I really wanted to like Adventures of Power. For much of its runtime, I persuaded myself I did like it. But in the end, there just wasn’t enough there there. (This is a movie that might usefully have borrowed a plotline or two from Choke.) Ari Gold’s underdog tale of a young man, Power (played by Gold himself), who leaves behind a hardscrabble life in the copper mines of New Mexico to scale the heights of air-drumming celebrity (yes, it’s exactly what it sounds like: air-guitar, but with drums) is aggressively sweet but only intermittently funny. The good bits are good: supporting roles by Chris Guest repertory players Michael McKean and Jane Lynch; Gold’s emphatic pounding of imaginary skins; a foppish foil played by Entourage’s Adrian Grenier; a soundtrack so awful it’s magnificent (“Kyrie,” “Tom Sawyer,” “Let It Whip,” “In the Air Tonight,” etc.). But in the end, there’s a little too much dead air even for a movie about musicians who don’t make any sound.
The Ugly
I’ve written before (though for the time being it’s lost in the archives) about the peculiar but prevalent belief that films that display unremitting selfishness, cruelty, and deception are not merely brave, but somehow an accurate portrayal of reality.

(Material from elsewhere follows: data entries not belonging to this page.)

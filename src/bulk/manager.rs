use super::error::BulkError;
use super::progress::ProgressPersistence;
use super::state::{StateManager, WorkerState};
use super::worker::DurationWorker;
use crate::config::BulkWorkerSettings;
use crate::duration::DurationResolverService;
use crate::duration_store::{DurationStore, WorkerStatus};
use serde::Serialize;
use std::sync::Arc;
use tokio::sync::Mutex;
use tokio::task::JoinHandle;
use tokio_util::sync::CancellationToken;
use tracing::{info, warn};

/// Progress report of the current or last bulk run.
#[derive(Debug, Clone, Serialize)]
pub struct BulkProgress {
    #[serde(flatten)]
    pub state: WorkerState,
    pub percent_complete: f64,
    pub is_running: bool,
    pub is_paused: bool,
}

impl From<WorkerState> for BulkProgress {
    fn from(state: WorkerState) -> Self {
        Self {
            percent_complete: state.percent_complete(),
            is_running: state.status == WorkerStatus::Running,
            is_paused: state.status == WorkerStatus::Paused,
            state,
        }
    }
}

struct ActiveRun {
    state: Arc<StateManager>,
    cancel: CancellationToken,
    /// Cancelled once the worker task returns.
    finished: CancellationToken,
    handle: JoinHandle<()>,
}

/// Owns the single bulk resolution run.
pub struct BulkResolutionManager {
    resolver: Arc<DurationResolverService>,
    store: Arc<dyn DurationStore>,
    settings: BulkWorkerSettings,
    progress: ProgressPersistence,
    active: Mutex<Option<ActiveRun>>,
}

impl BulkResolutionManager {
    /// Marks progress left behind by a crashed process as failed.
    pub fn new(
        resolver: Arc<DurationResolverService>,
        store: Arc<dyn DurationStore>,
        settings: BulkWorkerSettings,
    ) -> Result<Self, BulkError> {
        let progress = ProgressPersistence::new(store.clone());
        progress.reconcile_after_restart()?;
        Ok(Self {
            resolver,
            store,
            settings,
            progress,
            active: Mutex::new(None),
        })
    }

    pub async fn start(&self) -> Result<BulkProgress, BulkError> {
        let mut active = self.active.lock().await;
        if let Some(run) = active.as_ref() {
            if run.state.is_active() {
                return Err(BulkError::AlreadyRunning);
            }
        }

        let state = Arc::new(StateManager::new());
        state.update(|s| {
            s.status = WorkerStatus::Running;
            s.started_at = Some(chrono::Utc::now().timestamp());
        });
        let cancel = CancellationToken::new();
        let finished = CancellationToken::new();

        let worker = DurationWorker::new(
            self.resolver.clone(),
            self.store.clone(),
            state.clone(),
            self.settings.clone(),
            cancel.clone(),
        );
        let handle = tokio::spawn({
            let finished = finished.clone();
            async move {
                worker.run().await;
                finished.cancel();
            }
        });

        info!("Started bulk duration resolution");
        let snapshot = state.snapshot();
        *active = Some(ActiveRun {
            state,
            cancel,
            finished,
            handle,
        });
        Ok(snapshot.into())
    }

    pub async fn pause(&self) -> Result<(), BulkError> {
        let active = self.active.lock().await;
        let run = active.as_ref().ok_or(BulkError::NotRunning)?;
        run.state.request_pause()?;
        info!("Pause requested for bulk duration resolution");
        Ok(())
    }

    /// Resumes a paused run. A run paused before a restart is picked up
    /// again from its persisted progress.
    pub async fn resume(&self) -> Result<(), BulkError> {
        {
            let active = self.active.lock().await;
            if let Some(run) = active.as_ref() {
                if run.state.is_active() {
                    run.state.request_resume()?;
                    info!("Resume requested for bulk duration resolution");
                    return Ok(());
                }
            }
        }

        match self.progress.load()? {
            Some(progress) if progress.status == WorkerStatus::Paused => {
                info!("Resuming persisted paused bulk run");
                self.start().await.map(|_| ())
            }
            _ => Err(BulkError::NotPaused),
        }
    }

    /// Asks the worker to stop after the current track, keeping its progress.
    pub async fn stop(&self) -> Result<(), BulkError> {
        let active = self.active.lock().await;
        let run = active.as_ref().ok_or(BulkError::NotRunning)?;
        run.state.request_stop()?;
        self.progress.mark_stopping()?;
        info!("Stop requested for bulk duration resolution");
        Ok(())
    }

    /// Aborts the run and discards its progress. Succeeds without a run.
    pub async fn cancel(&self) -> Result<(), BulkError> {
        let mut active = self.active.lock().await;
        if let Some(mut run) = active.take() {
            run.cancel.cancel();
            // Not active any more is fine, the token does the work
            let _ = run.state.request_stop();

            if tokio::time::timeout(self.settings.cancel_grace(), &mut run.handle)
                .await
                .is_err()
            {
                warn!(
                    "Bulk worker did not stop within {:?}, aborting",
                    self.settings.cancel_grace()
                );
                run.handle.abort();
                let _ = run.handle.await;
            }
            run.state.reset();
            info!("Bulk duration resolution cancelled");
        }
        self.progress.reset()?;
        Ok(())
    }

    pub async fn progress(&self) -> Result<BulkProgress, BulkError> {
        {
            let active = self.active.lock().await;
            if let Some(run) = active.as_ref() {
                return Ok(run.state.snapshot().into());
            }
        }
        match self.progress.reconcile_after_restart()? {
            Some(persisted) => Ok(WorkerState::from_persisted(&persisted).into()),
            None => Ok(WorkerState::idle().into()),
        }
    }

    pub async fn is_running(&self) -> bool {
        let active = self.active.lock().await;
        active
            .as_ref()
            .map(|run| run.state.is_active())
            .unwrap_or(false)
    }

    /// Waits for the current run's worker task to return.
    pub async fn wait_for_completion(&self) {
        let finished = {
            let active = self.active.lock().await;
            match active.as_ref() {
                Some(run) => run.finished.clone(),
                None => return,
            }
        };
        finished.cancelled().await;
    }
}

This idea, which has adhered to the early work of Neil LaBute and Todd Solondz, as well as films such as Closer and We Don’t Live Here Anymore, was presumably what inspired a Sundance volunteer to introduce Downloading Nancy with praise for “the depth of its psychological understanding” and its “truthfulness.” In its defense, Downloading Nancy, unlike many examples of this Cinema of Pain, recognizes that its characters are aberrations, rather than the secret selves lurking within all our friends and neighbors. But that hardly makes it any less unpleasant a viewing experience. Nancy (Maria Bello), a victim of extensive sexual abuse when she was a child, cannot disentangle love and pain, and so scores her arms and legs with a razor just so she can “feel something.” Her cruel, distant husband (Rufus Sewell, drawing on his wealth of experience playing onscreen assholes) ignores both her despair and her fumbling attempts at intimacy—until the day she disappears, having left him for Louis (Jason Patric), a sadist she met online who promises first, to grant her suffering and then, to end her suffering. Suffice it to say that many of the people at this screening fled the theatre before it was over, and I envied them.